=== Goal of the exercise ===
Scan the records for "were" and copy each line that contains it.

== Provided information ==

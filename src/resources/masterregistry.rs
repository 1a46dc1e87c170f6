//! Directory of named record stores ("masters") for one game session.
//!
//! Each store type declares a static [`Master::NAME`]; the registry owns one
//! instance per name. The registry is an ECS resource, so a `World` is the
//! session that scopes it: [`MasterRegistry::create_instance`] and
//! [`MasterRegistry::destroy_instance`] are idempotent lifecycle calls on a
//! world, and independent worlds never share stores.
//!
//! Lookups never panic: a miss is logged and reported as `None`.

use std::any::Any;

use bevy_ecs::prelude::{Resource, World};
use log::{debug, error};
use rustc_hash::FxHashMap;

/// A store type that can live in the [`MasterRegistry`].
pub trait Master: Any + Send + Sync + Default {
    /// Registry key of this store type.
    const NAME: &'static str;
}

/// Set of master types registered together, e.g. `(ResourceCatalog, Other)`.
pub trait MasterSet {
    fn register_into(registry: &mut MasterRegistry);
}

macro_rules! impl_master_set_tuple {
    ($($m:ident),+) => {
        impl<$($m: Master),+> MasterSet for ($($m,)+) {
            fn register_into(registry: &mut MasterRegistry) {
                $(registry.register::<$m>();)+
            }
        }
    };
}

impl_master_set_tuple!(A);
impl_master_set_tuple!(A, B);
impl_master_set_tuple!(A, B, C);
impl_master_set_tuple!(A, B, C, D);
impl_master_set_tuple!(A, B, C, D, E);

/// Name-keyed directory of master stores.
#[derive(Resource, Default)]
pub struct MasterRegistry {
    masters: FxHashMap<&'static str, Box<dyn Any + Send + Sync>>,
}

impl MasterRegistry {
    pub fn new() -> Self {
        Self::default()
    }

    /// Insert an empty registry into `world` unless one already exists.
    pub fn create_instance(world: &mut World) {
        if !world.contains_resource::<MasterRegistry>() {
            world.insert_resource(MasterRegistry::new());
        }
    }

    /// Destroy and remove the registry from `world`, if present.
    pub fn destroy_instance(world: &mut World) {
        if let Some(mut registry) = world.remove_resource::<MasterRegistry>() {
            registry.destroy();
        }
    }

    /// Instantiate and register `M` under [`Master::NAME`].
    ///
    /// An already-registered name is logged and left untouched; returns
    /// whether a new store was created.
    pub fn register<M: Master>(&mut self) -> bool {
        if self.masters.contains_key(M::NAME) {
            error!("{} has already registered!", M::NAME);
            return false;
        }
        debug!("Registering master {}", M::NAME);
        self.masters.insert(M::NAME, Box::new(M::default()));
        true
    }

    /// Register every master type of a [`MasterSet`] in order.
    pub fn register_all<S: MasterSet>(&mut self) {
        S::register_into(self);
    }

    /// Store of type `M`, looked up by its declared name.
    pub fn get<M: Master>(&self) -> Option<&M> {
        self.get_named::<M>(M::NAME)
    }

    pub fn get_mut<M: Master>(&mut self) -> Option<&mut M> {
        self.get_named_mut::<M>(M::NAME)
    }

    /// Store of type `M` registered under an explicit `name`.
    pub fn get_named<M: Master>(&self, name: &str) -> Option<&M> {
        let Some(master) = self.masters.get(name) else {
            error!("{} not found!", name);
            return None;
        };
        let found = master.downcast_ref::<M>();
        if found.is_none() {
            error!("{} is not a {}", name, std::any::type_name::<M>());
        }
        found
    }

    pub fn get_named_mut<M: Master>(&mut self, name: &str) -> Option<&mut M> {
        let Some(master) = self.masters.get_mut(name) else {
            error!("{} not found!", name);
            return None;
        };
        let found = master.downcast_mut::<M>();
        if found.is_none() {
            error!("{} is not a {}", name, std::any::type_name::<M>());
        }
        found
    }

    pub fn contains(&self, name: &str) -> bool {
        self.masters.contains_key(name)
    }

    pub fn len(&self) -> usize {
        self.masters.len()
    }

    pub fn is_empty(&self) -> bool {
        self.masters.is_empty()
    }

    /// Drop every registered store.
    pub fn destroy(&mut self) {
        self.masters.clear();
    }
}
//! Status bar showing where the stores live

use eframe::egui;

use crate::core::navigator::ViewSnapshot;
use crate::core::state::StorePaths;

pub struct StatusBar;

impl StatusBar {
    pub fn show(ui: &mut egui::Ui, paths: &StorePaths, snapshot: &ViewSnapshot) {
        ui.horizontal(|ui| {
            ui.label(Self::summary(snapshot));
            ui.separator();
            ui.weak(paths.catalog.display().to_string())
                .on_hover_text("Language catalog");
            ui.weak(paths.commands.display().to_string())
                .on_hover_text("Command book");
        });
    }

    fn summary(snapshot: &ViewSnapshot) -> String {
        let count = snapshot.row_count();
        let plural = if count == 1 { "" } else { "s" };
        match snapshot {
            ViewSnapshot::Languages(_) => format!("{} language{}", count, plural),
            ViewSnapshot::Commands { category, .. } => {
                format!("{} command{} in {}", count, plural, category)
            }
        }
    }
}

#[cfg(test)]
mod tests {
    use super::*;
    use crate::core::navigator::{CommandRow, LanguageRow};

    #[test]
    fn test_summary_pluralizes() {
        let one = ViewSnapshot::Languages(vec![LanguageRow {
            name: "Python".to_string(),
            categories: Vec::new(),
        }]);
        assert_eq!(StatusBar::summary(&one), "1 language");
        assert_eq!(StatusBar::summary(&ViewSnapshot::Languages(Vec::new())), "0 languages");

        let commands = ViewSnapshot::Commands {
            category: "Shell".to_string(),
            rows: vec![
                CommandRow {
                    name: "ls".to_string(),
                    description: "list".to_string(),
                },
                CommandRow {
                    name: "cd".to_string(),
                    description: "change dir".to_string(),
                },
            ],
        };
        assert_eq!(StatusBar::summary(&commands), "2 commands in Shell");
    }
}
//! Language catalog: languages and the categories listed under each

use serde::de::Error as _;
use serde::{Deserialize, Deserializer, Serialize, Serializer};
use serde_json::{Map, Value};

use super::error::{EntryKind, StoreError, StoreResult};

/// A language and its categories
#[derive(Debug, Clone, PartialEq, Eq)]
pub struct Language {
    pub name: String,
    /// `None` until the first category is added
    pub categories: Option<Vec<String>>,
}

impl Language {
    fn new(name: impl Into<String>) -> Self {
        Self {
            name: name.into(),
            categories: None,
        }
    }

    /// Categories in display order, empty when none were ever added
    pub fn categories(&self) -> &[String] {
        self.categories.as_deref().unwrap_or_default()
    }
}

/// Ordered mapping from language name to its category list.
///
/// Stored on disk as a JSON object whose values are arrays of strings or
/// `null`. Insertion order is kept, so rows render in the order languages
/// were created.
#[derive(Debug, Clone, Default, PartialEq, Eq)]
pub struct LanguageCatalog {
    languages: Vec<Language>,
}

impl LanguageCatalog {
    #[allow(dead_code)]
    pub fn new() -> Self {
        Self::default()
    }

    #[allow(dead_code)]
    pub fn len(&self) -> usize {
        self.languages.len()
    }

    #[allow(dead_code)]
    pub fn is_empty(&self) -> bool {
        self.languages.is_empty()
    }

    pub fn iter(&self) -> impl Iterator<Item = &Language> {
        self.languages.iter()
    }

    pub fn names(&self) -> Vec<String> {
        self.languages.iter().map(|l| l.name.clone()).collect()
    }

    pub fn get(&self, name: &str) -> Option<&Language> {
        self.languages.iter().find(|l| l.name == name)
    }

    fn get_mut(&mut self, name: &str) -> StoreResult<&mut Language> {
        self.languages
            .iter_mut()
            .find(|l| l.name == name)
            .ok_or_else(|| StoreError::not_found(EntryKind::Language, name))
    }

    /// Add a language with no categories.
    ///
    /// An existing language of the same name keeps its position but loses its
    /// categories.
    pub fn add_language(&mut self, name: &str) -> StoreResult<()> {
        if name.is_empty() {
            return Err(StoreError::EmptyInput("language name"));
        }
        match self.languages.iter_mut().find(|l| l.name == name) {
            Some(existing) => existing.categories = None,
            None => self.languages.push(Language::new(name)),
        }
        Ok(())
    }

    /// Remove a language and return it
    pub fn remove_language(&mut self, name: &str) -> StoreResult<Language> {
        let index = self
            .languages
            .iter()
            .position(|l| l.name == name)
            .ok_or_else(|| StoreError::not_found(EntryKind::Language, name))?;
        Ok(self.languages.remove(index))
    }

    /// Append a category to a language, creating its list if absent
    pub fn add_category(&mut self, language: &str, category: &str) -> StoreResult<()> {
        if category.is_empty() {
            return Err(StoreError::EmptyInput("category name"));
        }
        let entry = self.get_mut(language)?;
        entry
            .categories
            .get_or_insert_with(Vec::new)
            .push(category.to_string());
        Ok(())
    }

    /// Remove the first occurrence of a category from a language's list.
    ///
    /// A language whose list was never created has nothing to remove and
    /// reports the category as not found.
    pub fn remove_category(&mut self, language: &str, category: &str) -> StoreResult<()> {
        let entry = self.get_mut(language)?;
        let categories = entry
            .categories
            .as_mut()
            .ok_or_else(|| StoreError::not_found(EntryKind::Category, category))?;
        let index = categories
            .iter()
            .position(|c| c == category)
            .ok_or_else(|| StoreError::not_found(EntryKind::Category, category))?;
        categories.remove(index);
        Ok(())
    }
}

impl Serialize for LanguageCatalog {
    fn serialize<S: Serializer>(&self, serializer: S) -> Result<S::Ok, S::Error> {
        serializer.collect_map(self.languages.iter().map(|l| (&l.name, &l.categories)))
    }
}

impl<'de> Deserialize<'de> for LanguageCatalog {
    fn deserialize<D: Deserializer<'de>>(deserializer: D) -> Result<Self, D::Error> {
        let raw = Map::<String, Value>::deserialize(deserializer)?;
        let languages = raw
            .into_iter()
            .map(|(name, value)| {
                let categories = serde_json::from_value(value).map_err(D::Error::custom)?;
                Ok(Language { name, categories })
            })
            .collect::<Result<_, D::Error>>()?;
        Ok(Self { languages })
    }
}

===

=== Answer for the task ===
    /// Categories in display order, empty when none were ever added
/// were created.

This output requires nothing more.